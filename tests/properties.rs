//! Propriétés (proptest) de l’API publique :
//! blancs indifférents, aller-retour JSON, écriture périodique relisible,
//! éléments neutres, lecture gauche -> droite.

use num_bigint::BigInt;
use num_rational::BigRational;
use proptest::prelude::*;

use intermediary_number::{create_if_valid, from_json_str, Number, Operand, TokenScan};

fn entier() -> impl Strategy<Value = i64> {
    -999i64..=999
}

fn blanc() -> impl Strategy<Value = &'static str> {
    prop_oneof![Just(""), Just(" "), Just("\t"), Just("  \n ")]
}

fn operateur() -> impl Strategy<Value = &'static str> {
    prop_oneof![Just("+"), Just("-"), Just("*"), Just("x"), Just("/")]
}

/// Jamais nul : pas de division par zéro.
fn litteral() -> impl Strategy<Value = &'static str> {
    prop_oneof![
        Just("7"),
        Just("12"),
        Just(".5"),
        Just("2.75"),
        Just(".972322"),
        Just("-.972322"),
        Just("0.3r"),
        Just("1.2r"),
        Just("0.1(6)"),
        Just("0.1[23]r"),
        Just("46.53r"),
    ]
}

fn operateur_complet() -> impl Strategy<Value = &'static str> {
    prop_oneof![Just("+"), Just("-"), Just("*"), Just("x"), Just("/"), Just("%")]
}

proptest! {
    #[test]
    fn blancs_autour_indifferents(a in 0i64..1000, b in 1i64..1000, op in operateur(), w1 in blanc(), w2 in blanc(), w3 in blanc()) {
        let compact = format!("{a}{op}{b}");
        let espace = format!("{w1}{a}{w2}{op}{w3}{b}{w1}");

        let v1 = create_if_valid(&compact).unwrap().to_value_string().unwrap();
        let v2 = create_if_valid(&espace).unwrap().to_value_string().unwrap();
        prop_assert_eq!(v1, v2);
    }

    #[test]
    fn lecture_gauche_a_droite(a in 1i64..100, b in 1i64..100, c in 1i64..100) {
        // a + b * c = (a + b) * c
        let v = create_if_valid(&format!("{a} + {b} * {c}")).unwrap();
        prop_assert_eq!(v.to_value_string().unwrap(), ((a + b) * c).to_string());
    }

    #[test]
    fn ecriture_periodique_relisible(n in entier(), d in 1i64..500) {
        let r = BigRational::new(BigInt::from(n), BigInt::from(d));
        let number = Number::create(r.clone()).unwrap();
        let relu = Number::create(number.to_string()).unwrap();
        prop_assert_eq!(relu.to_rational().unwrap(), r);
    }

    #[test]
    fn aller_retour_json(a in entier(), b in entier(), op in operateur()) {
        let text = format!("{a} {op} ({b})");
        let v = create_if_valid(&text).unwrap();

        match v.to_value_string() {
            Ok(valeur) => {
                let json = v.to_json().unwrap().to_json_string().unwrap();
                let back = from_json_str(&json).unwrap();
                prop_assert_eq!(back.to_value_string().unwrap(), valeur);
            }
            // b = 0 sous une division
            Err(_) => prop_assert_eq!(b, 0),
        }
    }

    #[test]
    fn aller_retour_json_decimaux_et_periodiques(
        a in litteral(),
        b in litteral(),
        c in litteral(),
        op1 in operateur_complet(),
        op2 in operateur_complet(),
    ) {
        let text = format!("({a} {op1} {b}) {op2} ({c})");
        let v = create_if_valid(&text).unwrap();
        let valeur = v.to_value_string().unwrap();

        let json = v.to_json().unwrap().to_json_string().unwrap();
        let back = from_json_str(&json).unwrap();
        prop_assert_eq!(back.to_value_string().unwrap(), valeur, "text={} json={}", text, json);
    }

    #[test]
    fn elements_neutres(n in entier(), d in 1i64..50) {
        let x = Operand::Number(Number::create(BigRational::new(BigInt::from(n), BigInt::from(d))).unwrap());
        prop_assert!(x.times(1).unwrap().ptr_eq(&x));
        prop_assert!(x.divide(1).unwrap().ptr_eq(&x));
        prop_assert!(x.minus(0).unwrap().ptr_eq(&x));
        if n != 0 {
            prop_assert!(x.plus(0).unwrap().ptr_eq(&x));
        }
    }

    #[test]
    fn scan_json_conserve_le_texte(a in entier(), b in entier()) {
        let text = format!("{a} - ({b})");
        let scan = Operand::Scan(TokenScan::new(text.as_str()));
        let back = from_json_str(&scan.to_json().unwrap().to_json_string().unwrap()).unwrap();
        prop_assert_eq!(back.to_string_calculation(), text);
        prop_assert_eq!(back.to_value_string().unwrap(), (a - b).to_string());
    }
}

-----

* ABOUT THIS EXERCISE: Go through the material and write each line out again exactly.

* REPLY TO THE EXERCISE:
filename tests/properties.rs
//! Propriétés (proptest) de l’API publique :
//! blancs indifférents, aller-retour JSON, écriture périodique relisible,
//! éléments neutres, lecture gauche -> droite.

use num_bigint::BigInt;
use num_rational::BigRational;
use proptest::prelude::*;

use intermediary_number::{create_if_valid, from_json_str, Number, Operand, TokenScan};

fn entier() -> impl Strategy<Value = i64> {
    -999i64..=999
}

fn blanc() -> impl Strategy<Value = &'static str> {
    prop_oneof![Just(""), Just(" "), Just("\t"), Just("  \n ")]
}

fn operateur() -> impl Strategy<Value = &'static str> {
    prop_oneof![Just("+"), Just("-"), Just("*"), Just("x"), Just("/")]
}

/// Jamais nul : pas de division par zéro.
fn litteral() -> impl Strategy<Value = &'static str> {
    prop_oneof![
        Just("7"),
        Just("12"),
        Just(".5"),
        Just("2.75"),
        Just(".972322"),
        Just("-.972322"),
        Just("0.3r"),
        Just("1.2r"),
        Just("0.1(6)"),
        Just("0.1[23]r"),
        Just("46.53r"),
    ]
}

fn operateur_complet() -> impl Strategy<Value = &'static str> {
    prop_oneof![Just("+"), Just("-"), Just("*"), Just("x"), Just("/"), Just("%")]
}

proptest! {
    #[test]
    fn blancs_autour_indifferents(a in 0i64..1000, b in 1i64..1000, op in operateur(), w1 in blanc(), w2 in blanc(), w3 in blanc()) {
        let compact = format!("{a}{op}{b}");
        let espace = format!("{w1}{a}{w2}{op}{w3}{b}{w1}");

        let v1 = create_if_valid(&compact).unwrap().to_value_string().unwrap();
        let v2 = create_if_valid(&espace).unwrap().to_value_string().unwrap();
        prop_assert_eq!(v1, v2);
    }

    #[test]
    fn lecture_gauche_a_droite(a in 1i64..100, b in 1i64..100, c in 1i64..100) {
        // a + b * c = (a + b) * c
        let v = create_if_valid(&format!("{a} + {b} * {c}")).unwrap();
        prop_assert_eq!(v.to_value_string().unwrap(), ((a + b) * c).to_string());
    }

    #[test]
    fn ecriture_periodique_relisible(n in entier(), d in 1i64..500) {
        let r = BigRational::new(BigInt::from(n), BigInt::from(d));
        let number = Number::create(r.clone()).unwrap();
        let relu = Number::create(number.to_string()).unwrap();
        prop_assert_eq!(relu.to_rational().unwrap(), r);
    }

    #[test]
    fn aller_retour_json(a in entier(), b in entier(), op in operateur()) {
        let text = format!("{a} {op} ({b})");
        let v = create_if_valid(&text).unwrap();

        match v.to_value_string() {
            Ok(valeur) => {
                let json = v.to_json().unwrap().to_json_string().unwrap();
                let back = from_json_str(&json).unwrap();
                prop_assert_eq!(back.to_value_string().unwrap(), valeur);
            }
            // b = 0 sous une division
            Err(_) => prop_assert_eq!(b, 0),
        }
    }

    #[test]
    fn aller_retour_json_decimaux_et_periodiques(
        a in litteral(),
        b in litteral(),
        c in litteral(),
        op1 in operateur_complet(),
        op2 in operateur_complet(),
    ) {
        let text = format!("({a} {op1} {b}) {op2} ({c})");
        let v = create_if_valid(&text).unwrap();
        let valeur = v.to_value_string().unwrap();

        let json = v.to_json().unwrap().to_json_string().unwrap();
        let back = from_json_str(&json).unwrap();
        prop_assert_eq!(back.to_value_string().unwrap(), valeur, "text={} json={}", text, json);
    }

    #[test]
    fn elements_neutres(n in entier(), d in 1i64..50) {
        let x = Operand::Number(Number::create(BigRational::new(BigInt::from(n), BigInt::from(d))).unwrap());
        prop_assert!(x.times(1).unwrap().ptr_eq(&x));
        prop_assert!(x.divide(1).unwrap().ptr_eq(&x));
        prop_assert!(x.minus(0).unwrap().ptr_eq(&x));
        if n != 0 {
            prop_assert!(x.plus(0).unwrap().ptr_eq(&x));
        }
    }

    #[test]
    fn scan_json_conserve_le_texte(a in entier(), b in entier()) {
        let text = format!("{a} - ({b})");
        let scan = Operand::Scan(TokenScan::new(text.as_str()));
        let back = from_json_str(&scan.to_json().unwrap().to_json_string().unwrap()).unwrap();
        prop_assert_eq!(back.to_string_calculation(), text);
        prop_assert_eq!(back.to_value_string().unwrap(), (a - b).to_string());
    }
}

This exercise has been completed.